Multi-scale mechanistic modeling to improve outcomes in cancer immunotherapy
Faculty: Mohit Kumar Jolly (BSSE), Sudha Kumari (Microbiology & Cell Biology)
T cells are a subset of immune cells that patrol the body in search of rogue cells to ensure that the immune system is functioning properly. Over the last few years, immunotherapy has been gaining traction to treat cancer by improving T cell responses using monoclonal antibodies against PD1 or it’s binding partner anti-PDL1, thereby prolonging patient survival. Despite the massive success of immunotherapy, many patients fail to respond to such immunotherapy.
The reasons for immunotherapy failure are many. First, during cancer, effector T cells can become exhausted or dysfunctional. T-cell exhaustion is mainly characterized by their increased expression of immune checkpoints like PD1 and CTLA4, reduced cytokines, decreased proliferation capacity and cytotoxicity, and eventually clonal deletion of the same. Second, signalling pathways governing the levels and action of immune checkpoint markers is convoluted and involves various intertwined feedback loops, thus making the emergent dynamics of underlying crosstalk non-intuitive.
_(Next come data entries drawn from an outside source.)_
//! Command-line configuration.
//!
//! Settings are stored in `.modelcard.toml` in the workspace directory.
//!
//! # Configuration File Format
//!
//! ```toml
//! store_path = "${workspaceFolder}/model_cards.json"
//! backup = false
//! default_template = "v1"
//! export_dir = "."
//! ```

use std::path::Path;

use anyhow::Context;
use schemars::JsonSchema;
use serde::{Deserialize, Serialize};

/// Default name of the configuration file.
pub const CONFIG_FILE_NAME: &str = ".modelcard.toml";

/// Settings for the `modelcard` tool.
#[derive(Debug, Clone, Serialize, Deserialize, JsonSchema, PartialEq)]
#[serde(default)]
pub struct CliConfig {
    /// JSON file holding the saved cards.
    ///
    /// `${workspaceFolder}` is replaced with the workspace directory.
    pub store_path: String,
    /// Copy the card file to a timestamped backup before every write.
    pub backup: bool,
    /// Template used by `new` when none is given (label, `vN` or version number).
    pub default_template: String,
    /// Directory where `export` writes cards when no output path is given.
    pub export_dir: String,
}

impl Default for CliConfig {
    fn default() -> Self {
        Self {
            store_path: "${workspaceFolder}/model_cards.json".to_string(),
            backup: false,
            default_template: "v1".to_string(),
            export_dir: ".".to_string(),
        }
    }
}

impl CliConfig {
    /// Reads the configuration, falling back to defaults when the file is
    /// missing or empty.
    ///
    /// # Errors
    ///
    /// Returns an error if the file exists but cannot be read or parsed.
    pub fn load(path: &Path) -> anyhow::Result<Self> {
        if !path.exists() {
            debug!("{} not found, using default settings", path.display());
            return Ok(Self::default());
        }
        let content = std::fs::read_to_string(path)
            .with_context(|| format!("Failed to read {}", path.display()))?;
        if content.trim().is_empty() {
            return Ok(Self::default());
        }
        toml::from_str(&content).with_context(|| format!("Failed to parse {}", path.display()))
    }

    /// Writes the configuration as TOML.
    pub fn save(&self, path: &Path) -> anyhow::Result<()> {
        let content = toml::to_string_pretty(self)?;
        std::fs::write(path, content)
            .with_context(|| format!("Failed to write {}", path.display()))?;
        Ok(())
    }

    /// JSON Schema of the settings, used to edit them with the form engine.
    pub fn schema_json() -> anyhow::Result<String> {
        let schema = schemars::schema_for!(CliConfig);
        Ok(serde_json::to_string_pretty(&schema)?)
    }
}
//! Default document synthesis from a schema.
//!
//! Schemas are assumed to be acyclic. There is no depth guard: a schema that
//! refers to itself through nested `properties` would recurse until the stack
//! overflows, but [`SchemaNode`] trees built from JSON cannot form cycles.

use chrono::{DateTime, SecondsFormat, Utc};

use crate::data::{
    doc::Doc,
    schema::{SchemaNode, StringFormat, TypeName},
};

/// Placeholder for `format: uri`.
pub const PLACEHOLDER_URI: &str = "https://example.com";
/// Placeholder for `format: email`.
pub const PLACEHOLDER_EMAIL: &str = "user@example.com";
/// Placeholder for `format: uuid`.
pub const NIL_UUID: &str = "00000000-0000-0000-0000-000000000000";

/// Source of the current instant for date placeholders.
pub trait Clock {
    fn now(&self) -> DateTime<Utc>;
}

/// Wall clock.
#[derive(Debug, Default, Clone, Copy)]
pub struct SystemClock;

impl Clock for SystemClock {
    fn now(&self) -> DateTime<Utc> {
        Utc::now()
    }
}

/// Clock frozen at a single instant.
#[derive(Debug, Clone, Copy)]
pub struct FixedClock(pub DateTime<Utc>);

impl Clock for FixedClock {
    fn now(&self) -> DateTime<Utc> {
        self.0
    }
}

/// Synthesizes a default document using the wall clock.
pub fn synthesize(node: &SchemaNode) -> Doc {
    synthesize_with(node, &SystemClock)
}

/// Synthesizes a default document for `node`.
///
/// An explicit `default` wins over everything, even when its shape does not
/// match the declared type. Arrays start empty; their items are created on
/// demand by the mutation engine.
pub fn synthesize_with(node: &SchemaNode, clock: &dyn Clock) -> Doc {
    if let Some(default) = &node.default {
        return default.clone();
    }

    match node.type_name {
        Some(TypeName::Object) => match &node.properties {
            Some(props) => Doc::object(
                props
                    .iter()
                    .map(|(key, child)| (key.clone(), synthesize_with(child, clock))),
            ),
            None => Doc::Null,
        },
        Some(TypeName::Array) => Doc::empty_array(),
        Some(TypeName::String) => Doc::String(string_placeholder(node.format.as_ref(), clock)),
        Some(TypeName::Boolean) => Doc::Bool(false),
        Some(TypeName::Number | TypeName::Integer) => Doc::from(0i64),
        None => Doc::Null,
    }
}

fn string_placeholder(format: Option<&StringFormat>, clock: &dyn Clock) -> String {
    match format {
        Some(StringFormat::Uri) => PLACEHOLDER_URI.to_string(),
        Some(StringFormat::Email) => PLACEHOLDER_EMAIL.to_string(),
        Some(StringFormat::Date) => clock.now().format("%Y-%m-%d").to_string(),
        Some(StringFormat::DateTime) => clock.now().to_rfc3339_opts(SecondsFormat::Millis, true),
        Some(StringFormat::Uuid) => NIL_UUID.to_string(),
        Some(StringFormat::Other(_)) | None => String::new(),
    }
}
A systems-level approach – including mechanistic mathematical modeling and experimental validation – is therefore necessary to understand the fine balance between the expression levels of diverse receptors and their binding partners that allows success in immunotherapy. Such models should incorporate multi-scale interactions, i.e. cell-cell crosstalk between tumor and immune cells, and intracellular reprogramming of tumor cells and immune cells This project will deal with developing mathematical models of signaling pathways (receptor-ligand interactions) and downstream networks to develop a platform that can be used to better understand why specific immunotherapy have failed so far, and test treatment options in silico.